Here are nine things you should know about family structure.

1. A family is commonly defined as the basic unit in society traditionally consisting of either two parents rearing their children, or various social units differing from but regarded as equivalent to the traditional family. The three primary types of family structure are nuclear families (two parents and their child or children), extended families (a family that extends beyond the nuclear family, consisting of parents like father, mother, and their children, aunts, uncles, grandparents, and cousins, all living in the same household or in close proximity), and single-parent families (a parent or guardian who lives with a child or children and who does not have a spouse or live-in partner).

2. The term “nuclear family” originated in the 1920s, and was originally used in academic fields such as anthropology and sociology The Oxford English Dictionary claims the term was coined by Bronisław Malinowski, considered a founder of social anthropology. At the time, the word nuclear was associated more with the Latin nucleus, meaning “kernel,” than with atomic energy. Thus, when applied to the family, it refers to the core members, usually parents and children.

3. Despite a common assumption, the nuclear family wasn’t created after the Industrial Revolution. Using English parish records and other demographic sources, some historians discovered that the nuclear family was the dominant arrangement in England stretching back to the 13th century. By the time a couple was ready to wed, their own parents were often deceased, making multi-generational households a relative rarity. (Because of early childhood death, for most of human history, the average lifespan was considerably less than 50 years.)

4. The rise of the extended family in England and the Americas began after the Industrial Revolution. Between 1750 and 1900, extended families became more common as middle-class workers were able to support extended dependent relatives, and as life expectancy increased and age of marriage began to decline. (In America, from 1890 to 1900, the median age at first marriage was 26.1 years for men and 22 years for women.) Even as they became more common, extended families were never as prevalent as nuclear families.

5. By the 1920s, the nuclear family with a man earning the main income had replaced the extended family as the dominant family form. By 1960, 77.5 percent of all children were living with their two parents, who were married, and living apart from their extended family. Today, a majority of adults with children in multi-generational families with kids (65 percent) are either never married (46 percent) or divorced, separated, or widowed (19 percent). About 41 percent of parents who live with extended families are white, compared with 58 percent of parents who do not live with their parents. Minority families with kids are about twice as likely as whites to have grandparents in the house.

6. Family structure in America began to change most significantly when divorce became more common. The divorce rate remained 1 percent or less from 1867 to 1915 and remained less than 2 percent until 1940. The first year the divorce rate exceeded 3 percent was in 1969—the year California became the first state to adopt “no-fault” divorce. (No-fault divorce allows a married couple’s claim of “irreconcilable differences” as sufficient grounds to end a marriage.) The divorce rate peaked between 1979 and 1981 at 5.3 percent. Since then the divorce rate has steadily declined along with the rate of marriage. The current marriage rate is 6.9 per 1,000 total population, and the divorce rate is 2.9 per 1,000 population.

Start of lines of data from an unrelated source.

//! Reversible encryption codec.
//!
//! Encrypts with a block cipher chosen by name, pads with a configurable
//! [`Padding`], optionally prefixes random salt bytes and optionally base64
//! encodes the result.

use std::fmt;
use std::sync::Arc;

use base64::{engine::general_purpose::STANDARD as BASE64, Engine};
use tracing::debug;
use zeroize::Zeroizing;

use custos_crypto::{
    CipherModule, CipherProvider, NativeCipherProvider, OsRandomSource, Padding,
    RandomBytesSource,
};

use crate::config::{
    expect_bounded, expect_bytes, expect_flag, expect_text, Configuration, OptionValue, Schema,
};
use crate::error::CodecError;

/// Largest accepted `saltLength`, in bytes.
pub const MAX_SALT_LENGTH: i64 = 1 << 20;

/// Option names of [`ReversibleCodec`].
const OPTIONS: &[&str] = &[
    "algorithm",
    "mode",
    "padding",
    "key",
    "iv",
    "saltLength",
    "base64Encode",
];

// ============================================================================
// Schema
// ============================================================================

/// Option schema of [`ReversibleCodec`].
///
/// `algorithm` and `mode` are checked against the cipher provider when set.
#[derive(Debug, Clone)]
pub struct ReversibleSchema {
    ciphers: Arc<dyn CipherProvider>,
}

impl ReversibleSchema {
    /// Creates a schema validating against `ciphers`.
    pub fn new(ciphers: Arc<dyn CipherProvider>) -> Self {
        Self { ciphers }
    }
}

impl Schema for ReversibleSchema {
    fn names(&self) -> &'static [&'static str] {
        OPTIONS
    }

    fn defaults(&self) -> Vec<(&'static str, OptionValue)> {
        vec![
            ("padding", OptionValue::Text(Padding::default().to_string())),
            ("saltLength", OptionValue::Integer(0)),
            ("base64Encode", OptionValue::Bool(true)),
        ]
    }

    fn coerce(&self, name: &str, value: OptionValue) -> Result<OptionValue, CodecError> {
        match name {
            "algorithm" => {
                let value = expect_text(name, value)?;
                if let OptionValue::Text(algorithm) = &value {
                    if !self.ciphers.supports_algorithm(algorithm) {
                        return Err(CodecError::UnsupportedAlgorithm(algorithm.clone()));
                    }
                }
                Ok(value)
            }
            "mode" => {
                let value = expect_text(name, value)?;
                if let OptionValue::Text(mode) = &value {
                    if !self.ciphers.supports_mode(mode) {
                        return Err(CodecError::UnsupportedMode(mode.clone()));
                    }
                }
                Ok(value)
            }
            "padding" => match expect_text(name, value)? {
                OptionValue::Text(padding) => {
                    let padding: Padding = padding.parse()?;
                    Ok(OptionValue::Text(padding.to_string()))
                }
                other => Ok(other),
            },
            "key" | "iv" => expect_bytes(name, value),
            "saltLength" => expect_bounded(name, value, MAX_SALT_LENGTH),
            "base64Encode" => expect_flag(name, value),
            _ => Err(CodecError::UnknownOption(name.to_string())),
        }
    }
}

// ============================================================================
// Cipher Session
// ============================================================================

/// An open cipher module bound to one algorithm and mode.
///
/// The module is reused across calls; key and IV are installed for the
/// duration of a single operation through [`CipherSession::begin`].
#[derive(Debug)]
pub struct CipherSession {
    algorithm: String,
    mode: String,
    module: Box<dyn CipherModule>,
}

impl CipherSession {
    /// Opens `algorithm` in `mode` from `ciphers`.
    pub fn open(
        ciphers: &dyn CipherProvider,
        algorithm: &str,
        mode: &str,
    ) -> Result<Self, CodecError> {
        let module = ciphers.open(algorithm, mode)?;
        Ok(Self {
            algorithm: algorithm.to_string(),
            mode: mode.to_string(),
            module,
        })
    }

    /// Algorithm name.
    pub fn algorithm(&self) -> &str {
        &self.algorithm
    }

    /// Block mode name.
    pub fn mode(&self) -> &str {
        &self.mode
    }

    /// Cipher block size in bytes.
    pub fn block_size(&self) -> usize {
        self.module.block_size()
    }

    /// Maximum key size in bytes.
    pub fn key_size(&self) -> usize {
        self.module.key_size()
    }

    /// Required IV size in bytes, 0 when the mode takes none.
    pub fn iv_size(&self) -> usize {
        self.module.iv_size()
    }

    /// Checks key and IV lengths against the cipher.
    pub fn validate(&self, key: &[u8], iv: &[u8]) -> Result<(), CodecError> {
        if key.len() > self.key_size() {
            return Err(CodecError::InvalidArgument(format!(
                "key must be at most {} bytes, got {}",
                self.key_size(),
                key.len()
            )));
        }

        let iv_size = self.iv_size();
        if iv_size != 0 && iv.len() != iv_size {
            return Err(CodecError::InvalidArgument(format!(
                "IV must be {} bytes, got {}",
                iv_size,
                iv.len()
            )));
        }

        Ok(())
    }

    /// Installs `key` and `iv` until the returned guard is dropped.
    pub fn begin(&mut self, key: &[u8], iv: &[u8]) -> Result<SessionGuard<'_>, CodecError> {
        self.module.init(key, iv)?;
        Ok(SessionGuard {
            module: &mut self.module,
        })
    }
}

/// Keeps a key and IV installed in a [`CipherSession`].
///
/// Dropping the guard wipes them, including on early return.
#[derive(Debug)]
pub struct SessionGuard<'a> {
    module: &'a mut Box<dyn CipherModule>,
}

impl SessionGuard<'_> {
    /// Encrypts block-aligned `data`.
    ///
    /// Every failure of the module, misaligned input included, is a
    /// [`CodecError::CryptoBackend`].
    pub fn encrypt(&mut self, data: &[u8]) -> Result<Vec<u8>, CodecError> {
        self.module.encrypt(data).map_err(CodecError::CryptoBackend)
    }

    /// Decrypts block-aligned `data`.
    pub fn decrypt(&mut self, data: &[u8]) -> Result<Vec<u8>, CodecError> {
        self.module.decrypt(data).map_err(CodecError::CryptoBackend)
    }
}

impl Drop for SessionGuard<'_> {
    fn drop(&mut self) {
        self.module.deinit();
    }
}

// ============================================================================
// Reversible Codec
// ============================================================================

/// Symmetric encrypt/decrypt with padding, salting and text encoding.
///
/// Not meant for concurrent use: encryption takes `&mut self`. Wrap the codec
/// in a `Mutex`, or create one per task, to share it between threads.
pub struct ReversibleCodec {
    config: Configuration<ReversibleSchema>,
    ciphers: Arc<dyn CipherProvider>,
    random: Arc<dyn RandomBytesSource>,
    session: Option<CipherSession>,
}

impl ReversibleCodec {
    /// Creates a codec with default options and the native providers.
    pub fn new() -> Self {
        Self::with_providers(Arc::new(NativeCipherProvider), Arc::new(OsRandomSource))
    }

    /// Creates a codec with the native providers and applies `options`.
    pub fn with_options<I, K, V>(options: I) -> Result<Self, CodecError>
    where
        I: IntoIterator<Item = (K, V)>,
        K: AsRef<str>,
        V: Into<OptionValue>,
    {
        let mut codec = Self::new();
        codec.config.apply(options)?;
        Ok(codec)
    }

    /// Creates a codec with the native providers from a JSON options object.
    pub fn from_json(options: &serde_json::Value) -> Result<Self, CodecError> {
        let ciphers: Arc<dyn CipherProvider> = Arc::new(NativeCipherProvider);
        let config = Configuration::from_json(ReversibleSchema::new(Arc::clone(&ciphers)), options)?;
        Ok(Self {
            config,
            ciphers,
            random: Arc::new(OsRandomSource),
            session: None,
        })
    }

    /// Creates a codec with default options and the given providers.
    pub fn with_providers(
        ciphers: Arc<dyn CipherProvider>,
        random: Arc<dyn RandomBytesSource>,
    ) -> Self {
        Self {
            config: Configuration::new(ReversibleSchema::new(Arc::clone(&ciphers))),
            ciphers,
            random,
            session: None,
        }
    }

    /// Restores default options, applies `options` and closes the session.
    pub fn initialize<I, K, V>(&mut self, options: I) -> Result<&mut Self, CodecError>
    where
        I: IntoIterator<Item = (K, V)>,
        K: AsRef<str>,
        V: Into<OptionValue>,
    {
        self.close();
        self.config.reset();
        self.config.apply(options)?;
        Ok(self)
    }

    /// Current options.
    pub fn config(&self) -> &Configuration<ReversibleSchema> {
        &self.config
    }

    /// Reads an option.
    pub fn get(&self, name: &str) -> Result<&OptionValue, CodecError> {
        self.config.get(name)
    }

    /// Sets an option. Changing `algorithm` or `mode` closes the session.
    pub fn set(&mut self, name: &str, value: impl Into<OptionValue>) -> Result<&mut Self, CodecError> {
        self.config.set(name, value)?;
        if matches!(name, "algorithm" | "mode") {
            self.close();
        }
        Ok(self)
    }

    /// Key size of the configured cipher.
    pub fn key_size(&mut self) -> Result<usize, CodecError> {
        Ok(self.session()?.key_size())
    }

    /// IV size of the configured cipher and mode.
    pub fn iv_size(&mut self) -> Result<usize, CodecError> {
        Ok(self.session()?.iv_size())
    }

    /// Block size of the configured cipher.
    pub fn block_size(&mut self) -> Result<usize, CodecError> {
        Ok(self.session()?.block_size())
    }

    /// Generates a random key of [`ReversibleCodec::key_size`] bytes.
    pub fn create_key(&mut self) -> Result<Zeroizing<Vec<u8>>, CodecError> {
        let size = self.key_size()?;
        Ok(self.random.generate(size))
    }

    /// Generates a random IV of [`ReversibleCodec::iv_size`] bytes.
    pub fn create_iv(&mut self) -> Result<Zeroizing<Vec<u8>>, CodecError> {
        let size = self.iv_size()?;
        Ok(self.random.generate(size))
    }

    /// Encrypts `data`.
    ///
    /// `key` and `iv` fall back to the `key` and `iv` options when absent or
    /// empty. The result is `salt || ciphertext`, base64 encoded when
    /// `base64Encode` is set.
    pub fn encrypt(
        &mut self,
        data: &[u8],
        key: Option<&[u8]>,
        iv: Option<&[u8]>,
    ) -> Result<Vec<u8>, CodecError> {
        let padding = self.padding()?;
        let salt_length = self.salt_length()?;
        let encode = self.base64_encode()?;
        let key = resolve_secret(&self.config, key, "key")?;
        let iv = resolve_secret(&self.config, iv, "iv")?;
        let random = Arc::clone(&self.random);

        let session = self.session()?;
        session.validate(&key, &iv)?;

        let padded = Zeroizing::new(padding.pad(data, session.block_size())?);
        let ciphertext = session.begin(&key, &iv)?.encrypt(&padded)?;

        let capacity = salt_length.checked_add(ciphertext.len()).ok_or_else(|| {
            CodecError::InvalidArgument("payload size overflows".to_string())
        })?;
        let mut payload = Vec::with_capacity(capacity);
        if salt_length > 0 {
            payload.extend_from_slice(&random.generate(salt_length));
        }
        payload.extend_from_slice(&ciphertext);

        debug!(
            algorithm = session.algorithm(),
            mode = session.mode(),
            padding = %padding,
            bytes = data.len(),
            salt_length,
            "Payload encrypted"
        );

        if encode {
            Ok(BASE64.encode(&payload).into_bytes())
        } else {
            Ok(payload)
        }
    }

    /// Decrypts a payload produced by [`ReversibleCodec::encrypt`].
    ///
    /// Must run with the options used to encrypt: the salt length is not
    /// recorded in the payload.
    pub fn decrypt(
        &mut self,
        payload: &[u8],
        key: Option<&[u8]>,
        iv: Option<&[u8]>,
    ) -> Result<Zeroizing<Vec<u8>>, CodecError> {
        let padding = self.padding()?;
        let salt_length = self.salt_length()?;
        let encoded = self.base64_encode()?;
        let key = resolve_secret(&self.config, key, "key")?;
        let iv = resolve_secret(&self.config, iv, "iv")?;

        let session = self.session()?;
        session.validate(&key, &iv)?;

        let raw = if encoded {
            Zeroizing::new(BASE64.decode(payload).map_err(|e| {
                CodecError::InvalidArgument(format!("payload is not valid base64: {}", e))
            })?)
        } else {
            Zeroizing::new(payload.to_vec())
        };

        if raw.len() < salt_length {
            return Err(CodecError::InvalidArgument(format!(
                "payload of {} bytes is shorter than the {}-byte salt",
                raw.len(),
                salt_length
            )));
        }

        let decrypted = Zeroizing::new(session.begin(&key, &iv)?.decrypt(&raw[salt_length..])?);
        let plaintext = padding.unpad(&decrypted, session.block_size())?;

        debug!(
            algorithm = session.algorithm(),
            mode = session.mode(),
            bytes = plaintext.len(),
            "Payload decrypted"
        );

        Ok(Zeroizing::new(plaintext))
    }

    /// Releases the cipher session. The next operation reopens it.
    pub fn close(&mut self) {
        if let Some(session) = self.session.take() {
            debug!(
                algorithm = session.algorithm(),
                mode = session.mode(),
                "Cipher session closed"
            );
        }
    }

    /// Returns true while a cipher session is open.
    pub fn is_open(&self) -> bool {
        self.session.is_some()
    }

    fn session(&mut self) -> Result<&mut CipherSession, CodecError> {
        if self.session.is_none() {
            let algorithm = self
                .config
                .text("algorithm")?
                .ok_or_else(|| CodecError::Configuration("cipher algorithm is not set".into()))?;
            let mode = self
                .config
                .text("mode")?
                .ok_or_else(|| CodecError::Configuration("cipher mode is not set".into()))?;

            let session = CipherSession::open(self.ciphers.as_ref(), algorithm, mode)?;
            debug!(algorithm = algorithm, mode = mode, "Cipher session opened");
            self.session = Some(session);
        }

        self.session
            .as_mut()
            .ok_or_else(|| CodecError::Configuration("cipher session unavailable".into()))
    }

    fn padding(&self) -> Result<Padding, CodecError> {
        match self.config.text("padding")? {
            Some(name) => Ok(name.parse()?),
            None => Ok(Padding::default()),
        }
    }

    fn salt_length(&self) -> Result<usize, CodecError> {
        Ok(self.config.integer("saltLength")?.unwrap_or(0))
    }

    fn base64_encode(&self) -> Result<bool, CodecError> {
        Ok(self.config.flag("base64Encode")?.unwrap_or(true))
    }
}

7. Children in the United States are more likely than children in other countries to live in single-parent households, and much less likely to live in extended families. According to Pew Research, almost a quarter of U.S. children younger than 18 live with one parent and no other adults (23 percent), more than three-times the share of children around the world who do so (7 percent). Only 8 percent of children live with relatives such as aunts and grandparents, compared with 38 percent of children globally. U.S. children from Christian and religiously unaffiliated families are about equally likely to live in this type of arrangement.

8. Every form of family structure is less common than households without children. The presence of children in America has declined significantly since 1960, as measured by fertility rates and the percentage of households with children. Other indicators suggest that this decline has reduced the child-centeredness of our nation and contributed to the weakening of the institution of marriage. It is estimated that in the mid-1800s more than 75 percent of all households contained children younger than 18. One hundred years later, in 1960, this number had dropped to slightly less than half of all households. In 2011, just five decades later, only 32 percent of households included children. This obviously means that adults are less likely to be living with children, that neighborhoods are less likely to contain children, and that children are less likely to be a consideration in daily life.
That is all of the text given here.